U.S. files trade complaint against E.U. tech product taxes

By Grant Gross, IDG News Service |  Business, trade, WTO Add a new comment

The Office of the U.S. Trade Representative (USTR) has filed a trade complaint against the European Union, saying the E.U. has violated a World Trade Organization (WTO) agreement by taxing the import of some tech products.

The USTR, as well as the government of Japan, filed complaints with the WTO, alleging that the E.U. is illegally imposing import duties on cable and satellite boxes that can access the Internet, flat-panel computer monitors and some multifunction computer printers, the USTR announced Wednesday. Those products represented a US$70 billion global export market in 2007, the USTR said in a news release.

"It is critical that the European Union live up to its [WTO] obligations instead of imposing new taxes and duties on innovative technologies," U.S. Trade Representative Susan Schwab said in a statement. "The EU should be working with the United States to promote new technologies, not finding protectionist gimmicks to apply new duties to these products."
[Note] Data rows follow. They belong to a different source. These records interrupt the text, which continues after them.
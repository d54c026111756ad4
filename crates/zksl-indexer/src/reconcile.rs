//! Reconciliation cycle: re-queries signature status for rows still below
//! finalized commitment, bumping the stored level or purging rows the
//! ledger has forgotten about.

use chrono::Utc;
use tracing::{info, warn};
use zksl_core::CommitmentLevel;
use zksl_submit::LedgerClient;

use crate::store::{ProofStore, StoreError};

/// Rows older than this with no known ledger signature are presumed
/// dropped and purged.
pub const DROP_AFTER_SECS: i64 = 60;

/// The pure decision a reconciliation cycle makes for one row, factored out
/// of the I/O so it can be unit-tested without a live database.
#[derive(Debug, Clone, Copy, PartialEq, Eq)]
pub enum ReconcileAction {
    NoOp,
    Bump(CommitmentLevel),
    Purge,
}

/// Decide what to do with one pending row given the ledger's reported
/// status (`None` means the ledger has no record of the signature).
pub fn decide(
    current_level: CommitmentLevel,
    ledger_status: Option<CommitmentLevel>,
    age_secs: i64,
) -> ReconcileAction {
    match ledger_status {
        Some(level) if level > current_level => ReconcileAction::Bump(level),
        Some(_) => ReconcileAction::NoOp,
        None if age_secs > DROP_AFTER_SECS => ReconcileAction::Purge,
        None => ReconcileAction::NoOp,
    }
}

pub async fn run_reconciliation_cycle<L: LedgerClient>(
    store: &ProofStore,
    ledger: &L,
) -> Result<(), StoreError> {
    let rows = store.pending_reconciliation_rows().await?;
    let now = Utc::now();

    for row in rows {
        let age_secs = (now - row.ts).num_seconds();
        let current_level = CommitmentLevel::from_i16(row.commitment_level).unwrap_or(CommitmentLevel::Processed);

        let status = match &row.txid {
            Some(txid) => ledger.get_signature_status(txid).await,
            None => Ok(None),
        };

        let status = match status {
            Ok(status) => status.map(|s| s.commitment_level),
            Err(e) => {
                warn!(error = %e, seq = row.seq, "reconciliation: failed to query signature status");
                continue;
            }
        };

        match decide(current_level, status, age_secs) {
            ReconcileAction::Bump(level) => {
                store.bump_commitment_level(&row.proof_hash, row.seq, level).await?;
            }
            ReconcileAction::Purge => {
                info!(seq = row.seq, "reconciliation: purging row, ledger has no record");
                store.purge(&row.proof_hash, row.seq).await?;
            }
            ReconcileAction::NoOp => {}
        }
    }

    store.mark_reconciled(now).await?;
    Ok(())
}

#[cfg(test)]
mod tests {
    use super::*;

    /// S6: a row with no known ledger signature, older than the drop
    /// threshold, is purged.
    #[test]
    fn s6_purges_row_the_ledger_has_forgotten() {
        let action = decide(CommitmentLevel::Processed, None, DROP_AFTER_SECS + 1);
        assert_eq!(action, ReconcileAction::Purge);
    }

    #[test]
    fn recently_unknown_row_is_left_alone() {
        let action = decide(CommitmentLevel::Processed, None, DROP_AFTER_SECS - 1);
        assert_eq!(action, ReconcileAction::NoOp);
    }

    #[test]
    fn higher_ledger_status_bumps_the_level() {
        let action = decide(
            CommitmentLevel::Processed,
            Some(CommitmentLevel::Finalized),
            5,
        );
        assert_eq!(action, ReconcileAction::Bump(CommitmentLevel::Finalized));
    }

    #[test]
    fn equal_or_lower_ledger_status_is_a_no_op() {
        assert_eq!(
            decide(CommitmentLevel::Confirmed, Some(CommitmentLevel::Confirmed), 5),
            ReconcileAction::NoOp
        );
    }
}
Representatives of the E.U. did not immediately respond to a request for comments.

U.S. complaints against the E.U. actions have been simmering for several months.
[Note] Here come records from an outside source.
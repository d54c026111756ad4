pub mod idempotency;
pub mod ledger;
pub mod orchestrator;
pub mod payload;
pub mod pda;
pub mod transaction;

pub use idempotency::{CachedResponse, IdempotencyCache};
pub use ledger::{
    JsonRpcLedgerClient, LedgerClient, LocalModeLedgerClient, OwnedAccount, SignatureStatus,
    VerifierRpcError,
};
pub use orchestrator::{AnchorOutcome, AnchorRequest, SubmissionOrchestrator};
The USTR alleged that the import duties violate the WTO's Information Technology Agreement (ITA), a pact negotiated in 1996 that eliminated import tariffs on a wide range of IT products designed for businesses.

The E.U. has contended, however, that the agreement didn't eliminate tariffs on consumer products, and the E.U. has maintained import tariffs of 6 to 14 percent on the disputed products. As the price of flat-screen monitors and other products covered in the complaint have dropped in recent years, consumers have increasingly purchased them. The E.U. has begun to re-classify some tech products as consumer goods.
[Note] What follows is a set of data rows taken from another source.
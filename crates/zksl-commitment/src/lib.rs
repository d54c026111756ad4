//! The domain-separated commitment: a fixed 110-byte preimage committing to
//! (chain, program, proof-hash, range, seq), and its BLAKE3 digest.
//!
//! Changing the DS literal is how a future wire version avoids cross-version
//! replay (see the spec's open question); this crate only ever emits v1.

use zksl_codec::le::write_u64;
use zksl_core::{LedgerPubkey, ProofHash, Seq, Slot};

/// ASCII domain-separation literal for this wire version. Bumping to v2
/// requires a new literal here, not a version field — there is no overlap
/// window by design.
pub const DS_LITERAL_V1: &[u8; 14] = b"zKSL/anchor/v1";

/// Total length of the commitment preimage, in bytes. A future field
/// addition that breaks this invariant fails to compile.
pub const PREIMAGE_LEN: usize = 110;

const _: () = assert!(
    DS_LITERAL_V1.len() + 8 + 32 + 32 + 8 + 8 + 8 == PREIMAGE_LEN,
    "commitment preimage layout must total exactly 110 bytes"
);

/// Inputs needed to build a commitment preimage, independent of how the
/// caller sourced them (request body, on-chain config, local sequencing).
#[derive(Clone, Debug)]
pub struct CommitmentInputs {
    pub chain_id: u64,
    pub program_id: LedgerPubkey,
    pub proof_hash: ProofHash,
    pub start_slot: Slot,
    pub end_slot: Slot,
    pub seq: Seq,
}

/// The 110-byte domain-separated commitment preimage.
#[derive(Clone, Debug, PartialEq, Eq)]
pub struct CommitmentPreimage(pub [u8; PREIMAGE_LEN]);

impl CommitmentPreimage {
    /// Build the preimage by concatenating, in order: the DS literal,
    /// `chain_id` (u64 LE), `program_id`, `proof_hash`, `start_slot` (u64 LE),
    /// `end_slot` (u64 LE), `seq` (u64 LE).
    pub fn build(inputs: &CommitmentInputs) -> Self {
        let mut buf = Vec::with_capacity(PREIMAGE_LEN);
        buf.extend_from_slice(DS_LITERAL_V1);
        write_u64(&mut buf, inputs.chain_id);
        buf.extend_from_slice(&inputs.program_id.0);
        buf.extend_from_slice(inputs.proof_hash.as_bytes());
        write_u64(&mut buf, inputs.start_slot);
        write_u64(&mut buf, inputs.end_slot);
        write_u64(&mut buf, inputs.seq);

        debug_assert_eq!(buf.len(), PREIMAGE_LEN);
        let mut out = [0u8; PREIMAGE_LEN];
        out.copy_from_slice(&buf);
        Self(out)
    }

    pub fn as_bytes(&self) -> &[u8; PREIMAGE_LEN] {
        &self.0
    }

    /// BLAKE3 digest of the preimage. Changing any input field changes this
    /// digest with overwhelming probability (BLAKE3 collision resistance).
    pub fn digest(&self) -> [u8; 32] {
        *blake3::hash(&self.0).as_bytes()
    }
}

#[cfg(test)]
mod tests {
    use super::*;

    fn kat_inputs() -> CommitmentInputs {
        CommitmentInputs {
            chain_id: 1,
            program_id: LedgerPubkey([0u8; 32]),
            proof_hash: ProofHash::from_bytes([0u8; 32]),
            start_slot: 1,
            end_slot: 1,
            seq: 1,
        }
    }

    /// S1: known-answer preimage length and digest stability.
    #[test]
    fn s1_ds_kat_length_and_stability() {
        let inputs = kat_inputs();
        let preimage = CommitmentPreimage::build(&inputs);
        assert_eq!(preimage.as_bytes().len(), 110);

        let digest_a = preimage.digest();
        let digest_b = CommitmentPreimage::build(&inputs).digest();
        assert_eq!(digest_a, digest_b);
    }

    /// S2: changing chain_id changes the digest.
    #[test]
    fn s2_ds_negative_chain_id() {
        let mut inputs = kat_inputs();
        let d1 = CommitmentPreimage::build(&inputs).digest();
        inputs.chain_id = 2;
        let d2 = CommitmentPreimage::build(&inputs).digest();
        assert_ne!(d1, d2);
    }

    #[test]
    fn every_field_changes_the_digest() {
        let base = kat_inputs();
        let base_digest = CommitmentPreimage::build(&base).digest();

        let mut variants = Vec::new();
        let mut v = base.clone();
        v.program_id = LedgerPubkey([1u8; 32]);
        variants.push(v);

        let mut v = base.clone();
        v.proof_hash = ProofHash::from_bytes([1u8; 32]);
        variants.push(v);

        let mut v = base.clone();
        v.start_slot = 2;
        variants.push(v);

        let mut v = base.clone();
        v.end_slot = 2;
        variants.push(v);

        let mut v = base.clone();
        v.seq = 2;
        variants.push(v);

        for variant in variants {
            assert_ne!(CommitmentPreimage::build(&variant).digest(), base_digest);
        }
    }
}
The European Commission, the E.U.'s representative body on trade matters, has defended this practice. The E.U. classifies products on the basis of "objective criteria," Peter Power, the commission's trade spokesman, said in a September statement. "U.S. claims of E.U. re-classifying products in violation of ITA commitments are unfounded," he said then.

The Information Technology Industry Council (ITI), a U.S. tech trade group, disputed the E.U.'s reading of the WTO agreement. "There's never been a distinction -- never was, never will be -- between consumer lines and business lines of products in the ITA," said John Neuffer, ITI's vice president for technology and trade. "It's always been about high-tech products."

The E.U.'s attempts to classify the disputed products as consumer goods is an "artificial distinction," Neuffer added.

The USTR suggested the E.U. is "taxing innovation." The E.U.'s actions "could impair continued technological development in the information technology industry and raise prices for millions of businesses and consumers," the USTR said in a statement.

ITI praised the USTR's decision to file a complaint. It's "very clear" these products should be covered by the WTO agreement, ITI said.

"In our view, the E.U. has been systematically ticking off products that are covered by the ITA and dumping then out of the ITA," Neuffer said. "We see this as an assault on free trade ... and we also see this as an assault on innovation."

"This case is about the E.U.'s systematic failure to live up to its international obligations," Rhett Dawson, ITI's president, said in a statement. "The E.U.'s willful disregard of its commitments harms America's innovative high-tech firms and their workers, who face an uneven playing field in Europe because of the arbitrary tariffs."